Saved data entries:
══════════════════════════════
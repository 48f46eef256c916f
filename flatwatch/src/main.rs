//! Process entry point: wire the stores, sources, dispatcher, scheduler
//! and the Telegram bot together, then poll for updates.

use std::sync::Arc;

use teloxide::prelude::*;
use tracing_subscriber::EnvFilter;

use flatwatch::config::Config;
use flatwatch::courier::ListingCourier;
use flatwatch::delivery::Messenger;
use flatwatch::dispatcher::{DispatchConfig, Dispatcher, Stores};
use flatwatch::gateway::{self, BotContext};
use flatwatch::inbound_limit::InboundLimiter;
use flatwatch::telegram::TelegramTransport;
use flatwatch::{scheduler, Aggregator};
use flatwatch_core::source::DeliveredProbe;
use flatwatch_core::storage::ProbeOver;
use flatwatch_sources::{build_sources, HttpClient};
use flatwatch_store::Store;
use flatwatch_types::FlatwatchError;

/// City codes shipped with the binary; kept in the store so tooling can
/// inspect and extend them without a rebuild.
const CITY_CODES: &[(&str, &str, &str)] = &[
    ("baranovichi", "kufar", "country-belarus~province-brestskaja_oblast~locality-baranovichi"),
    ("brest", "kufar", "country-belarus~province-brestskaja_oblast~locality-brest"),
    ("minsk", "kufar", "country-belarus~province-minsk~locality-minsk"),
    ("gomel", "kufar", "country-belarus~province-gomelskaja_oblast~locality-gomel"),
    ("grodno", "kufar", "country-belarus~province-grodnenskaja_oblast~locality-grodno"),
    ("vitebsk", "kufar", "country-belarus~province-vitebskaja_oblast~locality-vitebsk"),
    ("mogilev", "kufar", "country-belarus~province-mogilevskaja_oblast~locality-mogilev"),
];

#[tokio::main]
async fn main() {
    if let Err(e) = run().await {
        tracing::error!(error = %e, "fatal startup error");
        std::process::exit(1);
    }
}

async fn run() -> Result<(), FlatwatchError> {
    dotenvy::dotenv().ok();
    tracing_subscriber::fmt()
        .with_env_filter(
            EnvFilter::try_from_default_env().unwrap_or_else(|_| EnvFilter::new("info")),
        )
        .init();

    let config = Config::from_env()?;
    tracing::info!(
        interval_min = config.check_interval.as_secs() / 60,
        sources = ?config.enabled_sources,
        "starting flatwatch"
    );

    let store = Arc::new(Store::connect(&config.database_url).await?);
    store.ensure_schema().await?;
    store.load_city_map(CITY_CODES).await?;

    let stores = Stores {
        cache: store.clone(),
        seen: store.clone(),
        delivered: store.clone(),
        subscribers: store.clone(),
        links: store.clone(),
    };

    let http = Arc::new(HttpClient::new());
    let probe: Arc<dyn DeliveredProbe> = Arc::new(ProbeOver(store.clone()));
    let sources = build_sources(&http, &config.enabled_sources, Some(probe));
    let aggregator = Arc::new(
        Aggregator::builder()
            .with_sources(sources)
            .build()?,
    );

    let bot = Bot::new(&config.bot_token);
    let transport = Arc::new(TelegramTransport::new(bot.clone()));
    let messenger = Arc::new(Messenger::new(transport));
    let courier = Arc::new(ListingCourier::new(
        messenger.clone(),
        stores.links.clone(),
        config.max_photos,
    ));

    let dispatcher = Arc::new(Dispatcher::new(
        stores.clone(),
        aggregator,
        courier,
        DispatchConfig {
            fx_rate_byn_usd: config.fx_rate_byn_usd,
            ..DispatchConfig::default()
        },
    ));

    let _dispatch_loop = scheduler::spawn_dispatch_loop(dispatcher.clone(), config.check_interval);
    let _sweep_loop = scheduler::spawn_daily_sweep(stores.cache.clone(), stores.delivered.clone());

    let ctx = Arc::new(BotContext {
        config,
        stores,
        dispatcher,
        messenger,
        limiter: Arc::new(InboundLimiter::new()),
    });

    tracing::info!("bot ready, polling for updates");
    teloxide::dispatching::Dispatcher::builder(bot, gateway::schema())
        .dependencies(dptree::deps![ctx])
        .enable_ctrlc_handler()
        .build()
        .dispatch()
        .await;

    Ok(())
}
══════════════════════════════
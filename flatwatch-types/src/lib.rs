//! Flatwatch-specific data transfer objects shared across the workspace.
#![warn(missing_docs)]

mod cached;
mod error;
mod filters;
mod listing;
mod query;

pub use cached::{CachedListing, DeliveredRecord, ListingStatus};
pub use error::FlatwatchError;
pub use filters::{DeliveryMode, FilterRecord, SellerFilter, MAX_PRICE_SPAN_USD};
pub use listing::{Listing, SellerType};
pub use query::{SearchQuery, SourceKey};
══════════════════════════════
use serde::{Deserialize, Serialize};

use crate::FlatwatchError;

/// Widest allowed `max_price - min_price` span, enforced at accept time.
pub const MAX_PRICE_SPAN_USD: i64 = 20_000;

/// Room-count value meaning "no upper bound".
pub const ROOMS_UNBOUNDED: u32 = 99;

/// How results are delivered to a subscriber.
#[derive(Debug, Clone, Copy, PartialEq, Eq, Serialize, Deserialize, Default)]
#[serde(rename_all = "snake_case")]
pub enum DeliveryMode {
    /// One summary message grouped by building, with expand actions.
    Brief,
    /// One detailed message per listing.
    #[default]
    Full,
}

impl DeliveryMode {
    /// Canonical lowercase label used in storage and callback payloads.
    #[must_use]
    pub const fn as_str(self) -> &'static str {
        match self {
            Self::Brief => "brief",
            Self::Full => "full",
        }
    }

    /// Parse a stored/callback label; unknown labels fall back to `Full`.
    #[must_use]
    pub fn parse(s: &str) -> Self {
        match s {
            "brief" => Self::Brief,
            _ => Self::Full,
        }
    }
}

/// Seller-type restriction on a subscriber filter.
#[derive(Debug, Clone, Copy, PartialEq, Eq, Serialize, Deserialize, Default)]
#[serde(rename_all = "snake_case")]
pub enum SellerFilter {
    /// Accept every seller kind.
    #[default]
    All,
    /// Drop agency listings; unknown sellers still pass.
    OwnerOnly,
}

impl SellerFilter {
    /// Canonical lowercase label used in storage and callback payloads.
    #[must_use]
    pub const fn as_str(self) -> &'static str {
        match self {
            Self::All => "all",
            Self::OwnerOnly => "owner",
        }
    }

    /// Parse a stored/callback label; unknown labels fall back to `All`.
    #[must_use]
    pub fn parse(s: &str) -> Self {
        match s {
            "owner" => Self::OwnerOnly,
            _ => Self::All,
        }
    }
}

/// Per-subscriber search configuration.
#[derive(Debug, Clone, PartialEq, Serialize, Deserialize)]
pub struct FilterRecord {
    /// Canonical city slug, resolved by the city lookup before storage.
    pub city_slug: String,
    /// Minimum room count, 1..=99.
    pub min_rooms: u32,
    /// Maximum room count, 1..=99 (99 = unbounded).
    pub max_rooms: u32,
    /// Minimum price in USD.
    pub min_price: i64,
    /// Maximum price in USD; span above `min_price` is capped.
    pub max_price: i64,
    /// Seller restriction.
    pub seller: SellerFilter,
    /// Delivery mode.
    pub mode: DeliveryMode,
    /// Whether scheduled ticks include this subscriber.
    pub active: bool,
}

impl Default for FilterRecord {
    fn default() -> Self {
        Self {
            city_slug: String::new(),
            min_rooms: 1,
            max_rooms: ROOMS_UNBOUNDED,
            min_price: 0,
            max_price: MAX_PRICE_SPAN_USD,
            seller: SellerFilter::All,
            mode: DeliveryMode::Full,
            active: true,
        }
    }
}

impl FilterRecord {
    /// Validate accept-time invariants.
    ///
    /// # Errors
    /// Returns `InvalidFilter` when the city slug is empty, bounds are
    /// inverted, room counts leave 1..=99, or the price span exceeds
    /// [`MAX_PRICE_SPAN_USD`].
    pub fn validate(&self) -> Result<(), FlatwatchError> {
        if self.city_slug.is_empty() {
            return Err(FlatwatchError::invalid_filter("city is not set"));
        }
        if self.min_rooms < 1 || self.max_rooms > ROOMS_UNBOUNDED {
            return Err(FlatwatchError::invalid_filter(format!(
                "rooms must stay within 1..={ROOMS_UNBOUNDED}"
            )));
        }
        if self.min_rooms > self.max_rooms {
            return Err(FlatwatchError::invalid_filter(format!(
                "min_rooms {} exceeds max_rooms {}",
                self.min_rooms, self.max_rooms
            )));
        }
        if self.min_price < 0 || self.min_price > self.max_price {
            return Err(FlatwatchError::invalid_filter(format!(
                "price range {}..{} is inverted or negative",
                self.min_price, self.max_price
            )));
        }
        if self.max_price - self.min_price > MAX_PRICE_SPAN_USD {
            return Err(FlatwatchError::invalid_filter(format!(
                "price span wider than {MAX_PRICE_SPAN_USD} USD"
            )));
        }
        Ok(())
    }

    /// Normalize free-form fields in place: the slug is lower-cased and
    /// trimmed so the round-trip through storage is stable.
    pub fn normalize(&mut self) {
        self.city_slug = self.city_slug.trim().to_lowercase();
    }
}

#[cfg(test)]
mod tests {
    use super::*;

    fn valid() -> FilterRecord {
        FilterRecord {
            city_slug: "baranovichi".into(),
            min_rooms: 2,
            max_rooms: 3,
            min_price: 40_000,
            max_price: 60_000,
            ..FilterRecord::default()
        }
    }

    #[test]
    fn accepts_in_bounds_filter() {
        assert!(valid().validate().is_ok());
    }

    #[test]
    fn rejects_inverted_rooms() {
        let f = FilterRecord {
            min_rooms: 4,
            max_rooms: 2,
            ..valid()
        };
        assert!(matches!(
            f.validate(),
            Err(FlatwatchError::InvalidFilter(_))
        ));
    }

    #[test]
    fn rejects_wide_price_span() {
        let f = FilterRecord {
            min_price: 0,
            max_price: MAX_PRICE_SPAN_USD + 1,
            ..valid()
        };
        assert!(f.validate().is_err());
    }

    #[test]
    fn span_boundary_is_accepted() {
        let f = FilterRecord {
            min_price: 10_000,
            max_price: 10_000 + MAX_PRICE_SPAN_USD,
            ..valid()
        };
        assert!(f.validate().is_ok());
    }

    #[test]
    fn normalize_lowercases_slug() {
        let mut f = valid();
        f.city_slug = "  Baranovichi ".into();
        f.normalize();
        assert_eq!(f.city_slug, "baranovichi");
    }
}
══════════════════════════════
» YOUR ASSIGNMENT
Print the lines above from the one with "repository 48f46eef256c916f" through the one with "use flatwatch_core::storage::ProbeOver;", both included, exactly as written and nothing more.

» RESPONSE TO THE TASK
repository 48f46eef256c916f
filename flatwatch/src/main.rs
//! Process entry point: wire the stores, sources, dispatcher, scheduler
//! and the Telegram bot together, then poll for updates.

use std::sync::Arc;

use teloxide::prelude::*;
use tracing_subscriber::EnvFilter;

use flatwatch::config::Config;
use flatwatch::courier::ListingCourier;
use flatwatch::delivery::Messenger;
use flatwatch::dispatcher::{DispatchConfig, Dispatcher, Stores};
use flatwatch::gateway::{self, BotContext};
use flatwatch::inbound_limit::InboundLimiter;
use flatwatch::telegram::TelegramTransport;
use flatwatch::{scheduler, Aggregator};
use flatwatch_core::source::DeliveredProbe;
use flatwatch_core::storage::ProbeOver;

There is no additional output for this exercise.